IMPORTANT

• The cloud_controller_clock can now be deployed in an HA configuration. For users of cf-release manifest generation, this will happen in an upcoming version of cf-release. For users customizing their deployment manifest, we now recommend running the cloud_controller_clock job in 2 availability zones. These jobs can be on their own VM or colocated with other jobs.
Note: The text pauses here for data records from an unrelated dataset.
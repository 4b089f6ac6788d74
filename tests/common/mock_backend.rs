//! Mock chat-completion service for testing the client and the proxy.

#![allow(dead_code)]

use axum::body::Body;
use axum::extract::State;
use axum::http::{Request, Response, StatusCode};
use axum::routing::any;
use axum::Router;
use std::collections::VecDeque;
use std::net::SocketAddr;
use std::sync::Arc;
use tokio::net::TcpListener;
use tokio::sync::Mutex;

/// A captured request for assertions.
#[derive(Debug, Clone)]
pub struct CapturedRequest {
    pub method: String,
    pub path: String,
    pub headers: Vec<(String, String)>,
    pub body: Vec<u8>,
}

impl CapturedRequest {
    pub fn header(&self, name: &str) -> Option<&str> {
        self.headers
            .iter()
            .find(|(k, _)| k.eq_ignore_ascii_case(name))
            .map(|(_, v)| v.as_str())
    }

    pub fn json(&self) -> serde_json::Value {
        serde_json::from_slice(&self.body).expect("request body is not JSON")
    }
}

/// A mock response to return.
#[derive(Debug, Clone)]
pub struct MockResponse {
    pub status: u16,
    pub headers: Vec<(String, String)>,
    pub body: Vec<u8>,
    pub delay_ms: u64,
}

impl Default for MockResponse {
    fn default() -> Self {
        Self::completion("ok")
    }
}

impl MockResponse {
    /// A successful completion whose first choice is `content`.
    pub fn completion(content: &str) -> Self {
        let body = serde_json::json!({
            "id": "chatcmpl-test",
            "object": "chat.completion",
            "choices": [{
                "index": 0,
                "message": {"role": "assistant", "content": content},
                "finish_reason": "stop"
            }]
        });
        Self::json(&body.to_string())
    }

    pub fn json(body: &str) -> Self {
        Self {
            status: 200,
            headers: vec![("content-type".to_string(), "application/json".to_string())],
            body: body.as_bytes().to_vec(),
            delay_ms: 0,
        }
    }

    pub fn error(status: u16, message: &str) -> Self {
        Self {
            status,
            headers: vec![("content-type".to_string(), "application/json".to_string())],
            body: format!(r#"{{"error": {{"message": "{}"}}}}"#, message).into_bytes(),
            delay_ms: 0,
        }
    }

    pub fn with_delay(mut self, ms: u64) -> Self {
        self.delay_ms = ms;
        self
    }
}

#[derive(Clone)]
struct MockState {
    requests: Arc<Mutex<Vec<CapturedRequest>>>,
    responses: Arc<Mutex<VecDeque<MockResponse>>>,
}

/// Mock service on a random local port.
pub struct MockBackend {
    pub addr: SocketAddr,
    state: MockState,
    shutdown: tokio::sync::watch::Sender<bool>,
}

impl MockBackend {
    pub async fn start() -> Self {
        let state = MockState {
            requests: Arc::new(Mutex::new(Vec::new())),
            responses: Arc::new(Mutex::new(VecDeque::new())),
        };

        let (shutdown_tx, mut shutdown_rx) = tokio::sync::watch::channel(false);

        let app = Router::new()
            .route("/{*path}", any(handle_request))
            .with_state(state.clone());

        let listener = TcpListener::bind("127.0.0.1:0")
            .await
            .expect("Failed to bind mock server");
        let addr = listener.local_addr().unwrap();

        tokio::spawn(async move {
            axum::serve(listener, app)
                .with_graceful_shutdown(async move {
                    let _ = shutdown_rx.changed().await;
                })
                .await
                .ok();
        });

        tokio::time::sleep(tokio::time::Duration::from_millis(10)).await;

        Self {
            addr,
            state,
            shutdown: shutdown_tx,
        }
    }

    /// Enqueue a response to be returned for the next request.
    pub async fn enqueue_response(&self, resp: MockResponse) {
        self.state.responses.lock().await.push_back(resp);
    }

    pub async fn captured_requests(&self) -> Vec<CapturedRequest> {
        self.state.requests.lock().await.clone()
    }

    pub fn base_url(&self) -> String {
        format!("http://{}", self.addr)
    }
}

impl Drop for MockBackend {
    fn drop(&mut self) {
        let _ = self.shutdown.send(true);
    }
}

async fn handle_request(State(state): State<MockState>, req: Request<Body>) -> Response<Body> {
    let method = req.method().to_string();
    let path = req.uri().path().to_string();
    let headers: Vec<(String, String)> = req
        .headers()
        .iter()
        .map(|(k, v)| (k.to_string(), v.to_str().unwrap_or("").to_string()))
        .collect();

    let body_bytes = axum::body::to_bytes(req.into_body(), 1024 * 1024)
        .await
        .unwrap_or_default()
        .to_vec();

    state.requests.lock().await.push(CapturedRequest {
        method,
        path,
        headers,
        body: body_bytes,
    });

    let mock_resp = state
        .responses
        .lock()
        .await
        .pop_front()
        .unwrap_or_default();

    if mock_resp.delay_ms > 0 {
        tokio::time::sleep(tokio::time::Duration::from_millis(mock_resp.delay_ms)).await;
    }

    let mut builder = Response::builder().status(StatusCode::from_u16(mock_resp.status).unwrap());
    for (name, value) in mock_resp.headers {
        builder = builder.header(name, value);
    }

    builder.body(Body::from(mock_resp.body)).unwrap()
}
CC API Version: 2.69.0 and 3.4.0

Service Broker API Version: 2.11

CAPI Release

Cloud Controller

• Cloud Controller has a TLS server on the Internal Consul DNS hostname details
• Cloud Controller should set VCAP_APP_PORT environment variable to the same thing as PORT environment variable on Diego details
• Scaling an app on Diego while it is staging results in an Unknown Error details
• DROPLETS should use SHA-256 to ensure they have not been corrupted or tampered with details
• Make cloud_controller_clock HA details

Pull Requests and Issues

• cloudfoundry/cloud_controller_ng#754: find_error needs Ruby to be added to path details

Job Spec Changes

• Valid properties.uaa.sslPrivateKey, properties.uaa.sslCertificate, and properties.uaa.ca_cert are now required for the CC to communicate with UAA via the internal HTTPS endpoint (normally to uaa.service.cf.internal). The script in cf-release can be used to generate a self-signed certificate, private key, and ca cert.
• Added cc.diego_sync.frequency_in_seconds, the frequency with which we'll enqueue a job to ensure Diego is in sync. This synchronization is still experimental and is not used by default yet. Defaults to 30-seconds.